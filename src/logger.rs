//! Run logging
//!
//! When enabled via config, phase transitions and per-region actions are
//! appended to ~/.carvex/carvex.log. Logging failures never break a run.

use anyhow::{Context, Result};
use std::fs;
use std::path::PathBuf;
use tracing_subscriber::{EnvFilter, fmt, prelude::*, registry};

/// Set up file logging if enabled. Returns the log path, or None when
/// logging is off or the file could not be opened.
pub fn init_logging(enabled: bool) -> Result<Option<PathBuf>> {
    if !enabled {
        return Ok(None);
    }

    let log_path = log_file_path()?;

    if let Some(parent) = log_path.parent() {
        fs::create_dir_all(parent)
            .with_context(|| format!("Failed to create log directory: {}", parent.display()))?;
    }

    let file = fs::OpenOptions::new()
        .create(true)
        .append(true)
        .open(&log_path);

    match file {
        Ok(log_file) => {
            let subscriber = registry()
                .with(
                    fmt::layer()
                        .with_writer(log_file)
                        .with_ansi(false)
                        .with_target(false),
                )
                .with(EnvFilter::new("carvex=info"));

            tracing::subscriber::set_global_default(subscriber)
                .map_err(|e| anyhow::anyhow!("Failed to set tracing subscriber: {}", e))?;

            Ok(Some(log_path))
        }
        Err(e) => {
            // Fall back to no logging rather than failing the run.
            eprintln!("Warning: Could not open log file: {e}");
            Ok(None)
        }
    }
}

fn log_file_path() -> Result<PathBuf> {
    let home_dir = dirs::home_dir()
        .ok_or_else(|| anyhow::anyhow!("Cannot determine home directory"))?;
    Ok(home_dir.join(".carvex").join("carvex.log"))
}

#[cfg(test)]
mod tests {
    use super::*;

    #[test]
    fn test_init_logging_disabled() {
        let result = init_logging(false).unwrap();
        assert_eq!(result, None);
    }

    #[test]
    fn test_log_file_path_under_home() {
        let path = log_file_path().unwrap();
        assert!(path.ends_with(".carvex/carvex.log"));
    }
}
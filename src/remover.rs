//! Region removal
//!
//! Deletes a validated batch of regions from a document in one pass.
//! Regions are processed in descending start order: deleting a span never
//! shifts line numbers below it, so every still-pending span stays valid.
//! Ascending or unsorted order would silently delete the wrong lines once
//! the first removal shifted everything after it.

use crate::document::Document;
use crate::error::EngineError;
use crate::region::RegionSet;

#[derive(Debug, Clone)]
pub struct RegionRemoval {
    pub name: String,
    pub lines_removed: usize,
}

#[derive(Debug, Clone)]
pub struct RemovalReport {
    /// Per-region counts, in processing (descending start) order.
    pub regions: Vec<RegionRemoval>,
    pub lines_before: usize,
    pub lines_after: usize,
}

impl RemovalReport {
    pub fn total_removed(&self) -> usize {
        self.regions.iter().map(|r| r.lines_removed).sum()
    }
}

pub struct RegionRemover;

impl RegionRemover {
    pub fn remove(
        document: &mut Document,
        regions: &RegionSet,
    ) -> Result<RemovalReport, EngineError> {
        // Spans are only valid against the revision they were resolved
        // from; refuse anything else rather than corrupt the document.
        if regions.revision() != document.revision() {
            return Err(EngineError::StaleAddresses {
                resolved: regions.revision(),
                current: document.revision(),
            });
        }

        let lines_before = document.line_count();

        let mut ordered: Vec<_> = regions.regions().to_vec();
        ordered.sort_by(|a, b| b.start.cmp(&a.start));

        let mut removed = Vec::with_capacity(ordered.len());
        for region in &ordered {
            document.remove_span(region.start, region.end);
            removed.push(RegionRemoval {
                name: region.name.clone(),
                lines_removed: region.line_count(),
            });
        }

        Ok(RemovalReport {
            regions: removed,
            lines_before,
            lines_after: document.line_count(),
        })
    }
}

#[cfg(test)]
mod tests {
    use super::*;
    use crate::region::{LineAddressIndex, Region};

    fn doc(line_count: usize) -> Document {
        let lines = (1..=line_count).map(|i| format!("line {i}")).collect();
        Document::from_lines("test.txt", lines)
    }

    #[test]
    fn test_remove_single_region() {
        let mut document = doc(10);
        let set =
            LineAddressIndex::resolve(&document, &[Region::new("X", 3, 5)]).unwrap();

        let report = RegionRemover::remove(&mut document, &set).unwrap();

        assert_eq!(report.total_removed(), 3);
        assert_eq!(report.lines_before, 10);
        assert_eq!(report.lines_after, 7);
        let expected: Vec<String> = [1, 2, 6, 7, 8, 9, 10]
            .iter()
            .map(|i| format!("line {i}"))
            .collect();
        assert_eq!(document.lines(), expected.as_slice());
    }

    #[test]
    fn test_remove_two_regions_matches_original_addresses() {
        // Regions A(5-8) and B(10-12) on a 15-line document: the result
        // must equal the original minus exactly those spans, i.e. lines
        // [1-4, 9, 13-15].
        let mut document = doc(15);
        let set = LineAddressIndex::resolve(
            &document,
            &[Region::new("A", 5, 8), Region::new("B", 10, 12)],
        )
        .unwrap();

        let report = RegionRemover::remove(&mut document, &set).unwrap();

        let expected: Vec<String> = [1, 2, 3, 4, 9, 13, 14, 15]
            .iter()
            .map(|i| format!("line {i}"))
            .collect();
        assert_eq!(document.lines(), expected.as_slice());
        assert_eq!(report.total_removed(), 7);

        // Processing order is descending start: B before A.
        assert_eq!(report.regions[0].name, "B");
        assert_eq!(report.regions[1].name, "A");
    }

    #[test]
    fn test_supplied_order_does_not_matter() {
        let mut doc_a = doc(15);
        let set_a = LineAddressIndex::resolve(
            &doc_a,
            &[Region::new("A", 5, 8), Region::new("B", 10, 12)],
        )
        .unwrap();
        RegionRemover::remove(&mut doc_a, &set_a).unwrap();

        let mut doc_b = doc(15);
        let set_b = LineAddressIndex::resolve(
            &doc_b,
            &[Region::new("B", 10, 12), Region::new("A", 5, 8)],
        )
        .unwrap();
        RegionRemover::remove(&mut doc_b, &set_b).unwrap();

        assert_eq!(doc_a.lines(), doc_b.lines());
    }

    #[test]
    fn test_ascending_order_would_corrupt() {
        // Regression pin for the descending-order requirement: simulate a
        // naive ascending pass with raw span deletion and show it deletes
        // the wrong lines.
        let mut naive = doc(15);
        naive.remove_span(2, 4); // A first...
        naive.remove_span(8, 10); // ...then B against shifted numbering

        let mut correct = doc(15);
        let set = LineAddressIndex::resolve(
            &correct,
            &[Region::new("A", 2, 4), Region::new("B", 8, 10)],
        )
        .unwrap();
        RegionRemover::remove(&mut correct, &set).unwrap();

        assert_ne!(naive.lines(), correct.lines());
        // The ascending pass wrongly keeps B's lines and deletes lines
        // that should have survived.
        assert!(naive.lines().contains(&"line 8".to_string()));
        assert!(!naive.lines().contains(&"line 12".to_string()));
        assert!(!correct.lines().contains(&"line 8".to_string()));
        assert!(correct.lines().contains(&"line 12".to_string()));
    }

    #[test]
    fn test_stale_region_set_rejected() {
        let mut document = doc(10);
        let set =
            LineAddressIndex::resolve(&document, &[Region::new("X", 3, 5)]).unwrap();

        // Mutate the document after the spans were resolved.
        document.remove_span(1, 1);

        let err = RegionRemover::remove(&mut document, &set).unwrap_err();
        assert!(matches!(
            err,
            EngineError::StaleAddresses {
                resolved: 0,
                current: 1
            }
        ));
    }

    #[test]
    fn test_empty_region_set_is_noop() {
        let mut document = doc(5);
        let set = LineAddressIndex::resolve(&document, &[]).unwrap();

        let report = RegionRemover::remove(&mut document, &set).unwrap();
        assert_eq!(report.total_removed(), 0);
        assert_eq!(document.line_count(), 5);
    }
}
//! Anchor-based literal patching
//!
//! Two narrow operations: insert a line after the first line containing an
//! anchor substring, and replace a literal substring (first match or every
//! match). No pattern language: behavior must be predictable enough to
//! audit by eye, and every rule reports where it matched so a human can
//! catch an unrelated incidental match.

use crate::document::Document;
use crate::error::EngineError;
use serde::{Deserialize, Serialize};

#[derive(Debug, Clone, Copy, Default, PartialEq, Eq, Serialize, Deserialize)]
#[serde(rename_all = "lowercase")]
pub enum ReplaceScope {
    /// Replace only the first occurrence in the first matching line.
    #[default]
    First,
    /// Replace every occurrence in every line.
    All,
}

#[derive(Debug, Clone, PartialEq, Eq, Serialize, Deserialize)]
#[serde(tag = "kind", rename_all = "kebab-case")]
pub enum PatchRule {
    /// Insert `line` immediately after the first line containing `anchor`.
    AnchorInsert { anchor: String, line: String },

    /// Replace literal `old` with `new`, per `scope`. When `expect` is
    /// set, a differing match count fails the rule instead of applying.
    Replace {
        old: String,
        new: String,
        #[serde(default)]
        scope: ReplaceScope,
        #[serde(default)]
        expect: Option<usize>,
    },
}

impl PatchRule {
    /// Short rule description for reports and errors.
    pub fn describe(&self) -> String {
        match self {
            PatchRule::AnchorInsert { anchor, .. } => format!("insert after '{anchor}'"),
            PatchRule::Replace { old, new, .. } => format!("replace '{old}' -> '{new}'"),
        }
    }
}

/// A line where a rule's needle occurred, for the report surface.
#[derive(Debug, Clone, PartialEq, Eq)]
pub struct PatchMatch {
    pub line_number: usize,
    pub text: String,
}

#[derive(Debug, Clone)]
pub struct PatchOutcome {
    pub rule: String,
    /// Every line the needle occurred on, whether or not it was edited.
    pub matches: Vec<PatchMatch>,
    /// Occurrences actually rewritten or lines inserted.
    pub applied: usize,
    /// True when an AnchorInsert found its line already in place.
    pub already_present: bool,
}

impl PatchOutcome {
    pub fn was_noop(&self) -> bool {
        self.applied == 0 && !self.already_present
    }
}

pub struct PatternRewriter;

impl PatternRewriter {
    pub fn apply(document: &mut Document, rule: &PatchRule) -> Result<PatchOutcome, EngineError> {
        match rule {
            PatchRule::AnchorInsert { anchor, line } => {
                Ok(Self::apply_anchor_insert(document, anchor, line))
            }
            PatchRule::Replace {
                old,
                new,
                scope,
                expect,
            } => Self::apply_replace(document, rule, old, new, *scope, *expect),
        }
    }

    fn apply_anchor_insert(document: &mut Document, anchor: &str, line: &str) -> PatchOutcome {
        let matches = find_matches(document, anchor);

        let Some(first) = matches.first() else {
            // No anchor: a reported no-op, never fatal.
            return PatchOutcome {
                rule: format!("insert after '{anchor}'"),
                matches,
                applied: 0,
                already_present: false,
            };
        };

        // Reruns must converge: if the line is already right after the
        // anchor, there is nothing to do.
        let after = first.line_number + 1;
        if document.lines().get(after - 1).map(String::as_str) == Some(line) {
            return PatchOutcome {
                rule: format!("insert after '{anchor}'"),
                matches,
                applied: 0,
                already_present: true,
            };
        }

        document.insert_line(after, line.to_string());
        PatchOutcome {
            rule: format!("insert after '{anchor}'"),
            matches,
            applied: 1,
            already_present: false,
        }
    }

    fn apply_replace(
        document: &mut Document,
        rule: &PatchRule,
        old: &str,
        new: &str,
        scope: ReplaceScope,
        expect: Option<usize>,
    ) -> Result<PatchOutcome, EngineError> {
        let matches = find_matches(document, old);
        let total_occurrences: usize = matches
            .iter()
            .map(|m| m.text.matches(old).count())
            .sum();

        if let Some(expected) = expect
            && total_occurrences != expected
        {
            return Err(EngineError::AmbiguousPatchMatch {
                rule: rule.describe(),
                expected,
                found: total_occurrences,
            });
        }

        let applied = match scope {
            ReplaceScope::First => {
                if let Some(first) = matches.first() {
                    let rewritten = first.text.replacen(old, new, 1);
                    document.replace_line(first.line_number, rewritten);
                    1
                } else {
                    0
                }
            }
            ReplaceScope::All => {
                for m in &matches {
                    let rewritten = m.text.replace(old, new);
                    document.replace_line(m.line_number, rewritten);
                }
                total_occurrences
            }
        };

        Ok(PatchOutcome {
            rule: rule.describe(),
            matches,
            applied,
            already_present: false,
        })
    }
}

fn find_matches(document: &Document, needle: &str) -> Vec<PatchMatch> {
    document
        .lines()
        .iter()
        .enumerate()
        .filter(|(_, line)| line.contains(needle))
        .map(|(i, line)| PatchMatch {
            line_number: i + 1,
            text: line.clone(),
        })
        .collect()
}
//! Preamble synthesis for extracted documents
//!
//! Every extracted document starts with a fixed header plus whatever
//! supplementary declaration lines the plan keys to the region's name.

use serde::{Deserialize, Serialize};
use std::collections::BTreeMap;

#[derive(Debug, Clone, Default, PartialEq, Eq, Serialize, Deserialize)]
pub struct Preamble {
    /// Declaration lines shared by every extracted document.
    #[serde(default)]
    pub header: Vec<String>,

    /// Extra declaration lines for specific region names.
    #[serde(default)]
    pub supplements: BTreeMap<String, Vec<String>>,
}

impl Preamble {
    /// Header lines followed by the named supplement, with supplement lines
    /// that duplicate a header line dropped.
    pub fn resolve(&self, name: &str) -> Vec<String> {
        let mut lines = self.header.clone();
        if let Some(extra) = self.supplements.get(name) {
            for line in extra {
                if !lines.contains(line) {
                    lines.push(line.clone());
                }
            }
        }
        lines
    }
}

_Task details_
The reply should hold only the lines of the listing above starting at the line containing "assert_eq!(doc_a.lines(), doc_b.lines());" and ending at the line containing "the wrong lines.", exactly as written.

_Result of the exercise_
        assert_eq!(doc_a.lines(), doc_b.lines());
    }

    #[test]
    fn test_ascending_order_would_corrupt() {
        // Regression pin for the descending-order requirement: simulate a
        // naive ascending pass with raw span deletion and show it deletes
        // the wrong lines.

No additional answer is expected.